START Available records

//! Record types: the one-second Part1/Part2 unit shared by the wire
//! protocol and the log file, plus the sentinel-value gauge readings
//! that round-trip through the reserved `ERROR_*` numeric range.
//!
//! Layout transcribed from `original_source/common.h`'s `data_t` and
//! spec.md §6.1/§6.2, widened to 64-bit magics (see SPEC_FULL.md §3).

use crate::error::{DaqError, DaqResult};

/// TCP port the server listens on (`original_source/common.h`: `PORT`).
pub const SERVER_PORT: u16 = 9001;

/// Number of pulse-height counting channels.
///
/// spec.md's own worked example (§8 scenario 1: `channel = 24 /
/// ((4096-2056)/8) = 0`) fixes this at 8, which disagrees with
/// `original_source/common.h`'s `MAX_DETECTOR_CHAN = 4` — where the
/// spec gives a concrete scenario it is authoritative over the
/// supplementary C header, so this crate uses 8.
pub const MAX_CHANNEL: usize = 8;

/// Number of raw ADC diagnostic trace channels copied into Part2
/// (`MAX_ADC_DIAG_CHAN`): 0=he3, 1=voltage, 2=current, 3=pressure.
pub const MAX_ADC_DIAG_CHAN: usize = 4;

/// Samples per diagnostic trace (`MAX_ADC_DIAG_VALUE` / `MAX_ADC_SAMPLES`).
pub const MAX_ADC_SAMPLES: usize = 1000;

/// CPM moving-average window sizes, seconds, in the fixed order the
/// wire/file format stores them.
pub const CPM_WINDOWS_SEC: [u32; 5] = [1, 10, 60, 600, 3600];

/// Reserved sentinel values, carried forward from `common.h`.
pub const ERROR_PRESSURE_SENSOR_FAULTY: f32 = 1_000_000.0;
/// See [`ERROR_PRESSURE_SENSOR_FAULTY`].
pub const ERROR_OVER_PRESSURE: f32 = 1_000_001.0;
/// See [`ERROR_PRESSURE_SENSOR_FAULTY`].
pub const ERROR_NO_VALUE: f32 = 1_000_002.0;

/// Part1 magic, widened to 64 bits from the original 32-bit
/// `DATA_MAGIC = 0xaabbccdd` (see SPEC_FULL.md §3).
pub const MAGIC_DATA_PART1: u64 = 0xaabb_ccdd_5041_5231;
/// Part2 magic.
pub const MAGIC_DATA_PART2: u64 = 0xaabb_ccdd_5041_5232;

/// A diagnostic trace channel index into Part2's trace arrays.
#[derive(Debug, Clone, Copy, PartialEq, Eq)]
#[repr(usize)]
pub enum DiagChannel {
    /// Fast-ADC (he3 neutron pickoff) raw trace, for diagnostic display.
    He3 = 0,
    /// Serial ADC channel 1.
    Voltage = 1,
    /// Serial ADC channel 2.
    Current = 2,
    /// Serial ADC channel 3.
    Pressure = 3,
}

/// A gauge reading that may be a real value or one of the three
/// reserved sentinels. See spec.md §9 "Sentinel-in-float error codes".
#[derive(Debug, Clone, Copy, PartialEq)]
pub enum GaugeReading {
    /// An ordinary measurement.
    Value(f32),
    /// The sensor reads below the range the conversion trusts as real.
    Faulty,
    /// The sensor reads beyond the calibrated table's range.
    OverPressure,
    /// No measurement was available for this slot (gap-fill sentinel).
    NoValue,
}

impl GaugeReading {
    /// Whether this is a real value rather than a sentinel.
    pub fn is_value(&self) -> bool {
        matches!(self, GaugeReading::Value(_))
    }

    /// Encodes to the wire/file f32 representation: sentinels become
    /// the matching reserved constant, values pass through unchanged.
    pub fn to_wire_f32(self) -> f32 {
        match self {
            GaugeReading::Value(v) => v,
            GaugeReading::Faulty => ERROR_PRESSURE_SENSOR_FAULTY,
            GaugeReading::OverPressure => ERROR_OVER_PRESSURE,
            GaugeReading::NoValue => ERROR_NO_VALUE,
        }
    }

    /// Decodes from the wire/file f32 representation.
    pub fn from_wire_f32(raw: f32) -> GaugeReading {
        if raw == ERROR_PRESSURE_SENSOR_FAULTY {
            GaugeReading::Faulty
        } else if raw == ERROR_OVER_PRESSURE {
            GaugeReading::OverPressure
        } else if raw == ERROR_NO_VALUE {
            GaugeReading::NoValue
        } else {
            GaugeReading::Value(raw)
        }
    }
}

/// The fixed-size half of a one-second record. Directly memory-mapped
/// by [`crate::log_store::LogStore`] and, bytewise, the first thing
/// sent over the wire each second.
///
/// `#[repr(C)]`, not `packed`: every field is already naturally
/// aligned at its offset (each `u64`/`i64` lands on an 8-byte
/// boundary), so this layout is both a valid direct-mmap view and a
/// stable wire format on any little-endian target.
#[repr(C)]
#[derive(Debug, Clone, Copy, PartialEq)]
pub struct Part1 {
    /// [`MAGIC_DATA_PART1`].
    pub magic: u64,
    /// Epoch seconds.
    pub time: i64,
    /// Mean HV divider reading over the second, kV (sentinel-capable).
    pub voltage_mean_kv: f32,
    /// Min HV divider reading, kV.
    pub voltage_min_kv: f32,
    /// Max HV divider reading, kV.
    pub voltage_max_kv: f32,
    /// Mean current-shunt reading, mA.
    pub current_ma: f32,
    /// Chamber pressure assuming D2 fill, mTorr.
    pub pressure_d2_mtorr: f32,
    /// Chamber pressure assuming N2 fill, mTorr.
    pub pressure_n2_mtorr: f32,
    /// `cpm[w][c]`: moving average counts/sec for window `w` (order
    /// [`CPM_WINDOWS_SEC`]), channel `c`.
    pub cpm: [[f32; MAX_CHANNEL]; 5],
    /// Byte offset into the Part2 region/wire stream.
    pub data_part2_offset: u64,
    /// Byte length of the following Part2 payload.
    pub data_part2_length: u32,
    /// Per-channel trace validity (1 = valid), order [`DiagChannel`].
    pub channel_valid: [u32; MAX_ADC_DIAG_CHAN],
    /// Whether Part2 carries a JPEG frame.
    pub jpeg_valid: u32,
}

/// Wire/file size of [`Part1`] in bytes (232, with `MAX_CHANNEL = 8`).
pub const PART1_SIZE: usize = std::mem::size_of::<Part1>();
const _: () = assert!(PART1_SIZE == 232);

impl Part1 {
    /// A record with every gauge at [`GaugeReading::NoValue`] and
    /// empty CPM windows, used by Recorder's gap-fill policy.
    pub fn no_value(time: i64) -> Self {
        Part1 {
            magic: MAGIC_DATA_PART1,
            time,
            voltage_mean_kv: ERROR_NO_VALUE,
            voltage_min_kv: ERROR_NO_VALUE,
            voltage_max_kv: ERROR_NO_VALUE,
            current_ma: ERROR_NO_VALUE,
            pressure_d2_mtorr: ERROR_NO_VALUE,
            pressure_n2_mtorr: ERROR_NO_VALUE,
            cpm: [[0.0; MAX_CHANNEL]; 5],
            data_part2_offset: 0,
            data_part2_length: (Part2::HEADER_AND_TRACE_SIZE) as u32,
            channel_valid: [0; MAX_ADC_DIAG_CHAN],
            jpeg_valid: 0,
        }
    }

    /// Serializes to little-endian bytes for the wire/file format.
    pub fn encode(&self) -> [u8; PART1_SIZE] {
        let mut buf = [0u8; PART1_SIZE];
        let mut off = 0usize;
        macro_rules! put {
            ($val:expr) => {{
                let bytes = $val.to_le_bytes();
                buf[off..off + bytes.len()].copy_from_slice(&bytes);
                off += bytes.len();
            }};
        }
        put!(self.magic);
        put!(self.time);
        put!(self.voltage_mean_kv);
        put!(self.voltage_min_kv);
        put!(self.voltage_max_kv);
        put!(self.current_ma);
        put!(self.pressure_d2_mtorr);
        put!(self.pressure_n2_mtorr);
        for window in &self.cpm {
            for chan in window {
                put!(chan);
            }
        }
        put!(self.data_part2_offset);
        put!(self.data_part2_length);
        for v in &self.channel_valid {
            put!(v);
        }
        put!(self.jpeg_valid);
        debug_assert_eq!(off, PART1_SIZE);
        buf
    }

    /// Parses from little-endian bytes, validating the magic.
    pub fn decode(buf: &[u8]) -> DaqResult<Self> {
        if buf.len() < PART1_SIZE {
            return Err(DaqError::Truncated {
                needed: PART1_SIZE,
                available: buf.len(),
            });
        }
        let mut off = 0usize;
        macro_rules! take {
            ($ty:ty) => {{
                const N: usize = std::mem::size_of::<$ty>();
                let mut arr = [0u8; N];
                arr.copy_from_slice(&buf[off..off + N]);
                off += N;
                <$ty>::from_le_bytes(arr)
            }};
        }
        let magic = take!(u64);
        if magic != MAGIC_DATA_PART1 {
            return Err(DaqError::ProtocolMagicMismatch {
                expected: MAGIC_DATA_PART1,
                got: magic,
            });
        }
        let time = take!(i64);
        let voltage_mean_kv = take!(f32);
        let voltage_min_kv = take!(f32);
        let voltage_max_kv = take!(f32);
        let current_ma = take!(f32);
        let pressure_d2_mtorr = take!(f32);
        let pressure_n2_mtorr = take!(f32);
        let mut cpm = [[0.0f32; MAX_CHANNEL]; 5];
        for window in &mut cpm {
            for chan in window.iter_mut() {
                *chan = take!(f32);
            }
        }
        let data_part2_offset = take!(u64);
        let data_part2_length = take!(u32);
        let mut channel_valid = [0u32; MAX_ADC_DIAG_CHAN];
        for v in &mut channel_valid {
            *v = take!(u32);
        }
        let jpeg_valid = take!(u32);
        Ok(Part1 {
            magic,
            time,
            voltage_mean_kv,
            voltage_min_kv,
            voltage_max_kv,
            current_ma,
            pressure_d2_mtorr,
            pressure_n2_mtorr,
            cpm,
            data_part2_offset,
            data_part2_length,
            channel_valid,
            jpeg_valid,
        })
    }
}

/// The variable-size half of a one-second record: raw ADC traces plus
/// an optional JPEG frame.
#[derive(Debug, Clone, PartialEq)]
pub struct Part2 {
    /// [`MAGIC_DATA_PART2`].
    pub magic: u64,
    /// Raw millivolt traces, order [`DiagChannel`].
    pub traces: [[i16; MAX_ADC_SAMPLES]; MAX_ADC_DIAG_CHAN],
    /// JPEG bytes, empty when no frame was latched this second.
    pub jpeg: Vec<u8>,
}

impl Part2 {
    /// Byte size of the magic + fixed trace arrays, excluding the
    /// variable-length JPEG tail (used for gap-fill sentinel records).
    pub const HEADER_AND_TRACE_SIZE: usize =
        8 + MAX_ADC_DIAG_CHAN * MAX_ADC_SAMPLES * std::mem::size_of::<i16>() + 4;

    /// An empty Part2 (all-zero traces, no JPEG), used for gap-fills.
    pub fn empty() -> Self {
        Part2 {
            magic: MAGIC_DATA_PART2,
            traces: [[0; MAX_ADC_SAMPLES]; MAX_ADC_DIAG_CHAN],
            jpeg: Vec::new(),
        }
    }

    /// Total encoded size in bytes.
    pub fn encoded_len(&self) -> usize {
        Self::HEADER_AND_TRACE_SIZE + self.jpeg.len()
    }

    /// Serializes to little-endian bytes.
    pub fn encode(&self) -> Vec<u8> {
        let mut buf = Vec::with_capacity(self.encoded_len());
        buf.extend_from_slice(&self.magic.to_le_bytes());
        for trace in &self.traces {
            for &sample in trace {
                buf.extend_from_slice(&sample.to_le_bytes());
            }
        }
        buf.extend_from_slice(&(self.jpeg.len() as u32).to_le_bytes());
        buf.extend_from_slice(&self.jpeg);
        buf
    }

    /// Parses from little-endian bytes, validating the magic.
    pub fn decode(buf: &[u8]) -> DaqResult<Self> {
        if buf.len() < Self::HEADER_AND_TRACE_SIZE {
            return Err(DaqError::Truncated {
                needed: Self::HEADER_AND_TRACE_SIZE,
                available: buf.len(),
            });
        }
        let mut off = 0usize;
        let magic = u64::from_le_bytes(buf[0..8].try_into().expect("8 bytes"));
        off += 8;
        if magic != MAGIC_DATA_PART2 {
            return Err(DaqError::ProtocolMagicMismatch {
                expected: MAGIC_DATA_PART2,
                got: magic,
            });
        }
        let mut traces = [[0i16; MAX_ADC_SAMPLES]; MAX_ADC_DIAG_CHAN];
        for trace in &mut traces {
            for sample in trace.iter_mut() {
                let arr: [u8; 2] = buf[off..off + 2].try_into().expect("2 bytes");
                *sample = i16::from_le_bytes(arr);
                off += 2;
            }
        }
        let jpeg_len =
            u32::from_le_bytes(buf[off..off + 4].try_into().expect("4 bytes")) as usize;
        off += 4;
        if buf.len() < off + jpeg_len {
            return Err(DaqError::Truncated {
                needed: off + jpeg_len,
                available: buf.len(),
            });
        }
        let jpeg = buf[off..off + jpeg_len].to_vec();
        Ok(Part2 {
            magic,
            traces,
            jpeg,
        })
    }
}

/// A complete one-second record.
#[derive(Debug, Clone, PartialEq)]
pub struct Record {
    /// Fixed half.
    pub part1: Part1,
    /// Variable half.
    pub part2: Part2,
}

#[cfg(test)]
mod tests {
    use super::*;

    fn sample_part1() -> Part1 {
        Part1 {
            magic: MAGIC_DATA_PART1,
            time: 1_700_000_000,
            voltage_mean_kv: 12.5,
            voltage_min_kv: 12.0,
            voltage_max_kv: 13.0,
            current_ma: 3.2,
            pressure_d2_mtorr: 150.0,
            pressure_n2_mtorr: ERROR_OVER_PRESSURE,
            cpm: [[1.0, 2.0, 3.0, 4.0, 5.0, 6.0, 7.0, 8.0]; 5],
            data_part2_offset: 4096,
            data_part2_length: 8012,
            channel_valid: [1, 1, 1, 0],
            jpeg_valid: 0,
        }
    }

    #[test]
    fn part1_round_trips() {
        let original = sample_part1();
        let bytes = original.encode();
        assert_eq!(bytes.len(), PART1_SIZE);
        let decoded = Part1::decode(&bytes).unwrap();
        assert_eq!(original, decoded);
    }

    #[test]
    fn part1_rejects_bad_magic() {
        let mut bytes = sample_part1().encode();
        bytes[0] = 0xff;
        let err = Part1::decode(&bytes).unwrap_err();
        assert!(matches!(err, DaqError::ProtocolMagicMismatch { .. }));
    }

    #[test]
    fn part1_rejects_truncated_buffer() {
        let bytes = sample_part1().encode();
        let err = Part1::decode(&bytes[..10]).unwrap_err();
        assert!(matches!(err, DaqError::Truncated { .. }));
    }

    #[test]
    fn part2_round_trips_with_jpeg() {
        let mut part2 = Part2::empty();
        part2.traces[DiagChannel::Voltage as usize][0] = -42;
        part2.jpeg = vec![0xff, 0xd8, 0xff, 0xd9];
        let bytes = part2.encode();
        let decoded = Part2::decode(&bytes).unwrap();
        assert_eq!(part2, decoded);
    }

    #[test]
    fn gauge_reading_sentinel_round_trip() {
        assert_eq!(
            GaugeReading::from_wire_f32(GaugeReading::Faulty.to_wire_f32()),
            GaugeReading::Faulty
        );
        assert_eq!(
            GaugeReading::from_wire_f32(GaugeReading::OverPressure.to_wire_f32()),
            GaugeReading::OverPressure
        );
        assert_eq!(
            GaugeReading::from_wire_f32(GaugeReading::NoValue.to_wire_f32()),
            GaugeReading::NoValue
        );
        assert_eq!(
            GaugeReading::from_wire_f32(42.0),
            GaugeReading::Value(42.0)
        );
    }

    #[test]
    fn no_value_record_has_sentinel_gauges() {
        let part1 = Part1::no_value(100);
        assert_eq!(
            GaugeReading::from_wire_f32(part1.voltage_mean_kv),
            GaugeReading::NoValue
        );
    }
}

END Available records

> Task details
Out of the data above, set down the lines from the one with "optional JPEG frame." to the one with "size in bytes.", both included, exactly as written and with no additions.

> Your response
/// an optional JPEG frame.
#[derive(Debug, Clone, PartialEq)]
pub struct Part2 {
    /// [`MAGIC_DATA_PART2`].
    pub magic: u64,
    /// Raw millivolt traces, order [`DiagChannel`].
    pub traces: [[i16; MAX_ADC_SAMPLES]; MAX_ADC_DIAG_CHAN],
    /// JPEG bytes, empty when no frame was latched this second.
    pub jpeg: Vec<u8>,
}

impl Part2 {
    /// Byte size of the magic + fixed trace arrays, excluding the
    /// variable-length JPEG tail (used for gap-fill sentinel records).
    pub const HEADER_AND_TRACE_SIZE: usize =
        8 + MAX_ADC_DIAG_CHAN * MAX_ADC_SAMPLES * std::mem::size_of::<i16>() + 4;

    /// An empty Part2 (all-zero traces, no JPEG), used for gap-fills.
    pub fn empty() -> Self {
        Part2 {
            magic: MAGIC_DATA_PART2,
            traces: [[0; MAX_ADC_SAMPLES]; MAX_ADC_DIAG_CHAN],
            jpeg: Vec::new(),
        }
    }

    /// Total encoded size in bytes.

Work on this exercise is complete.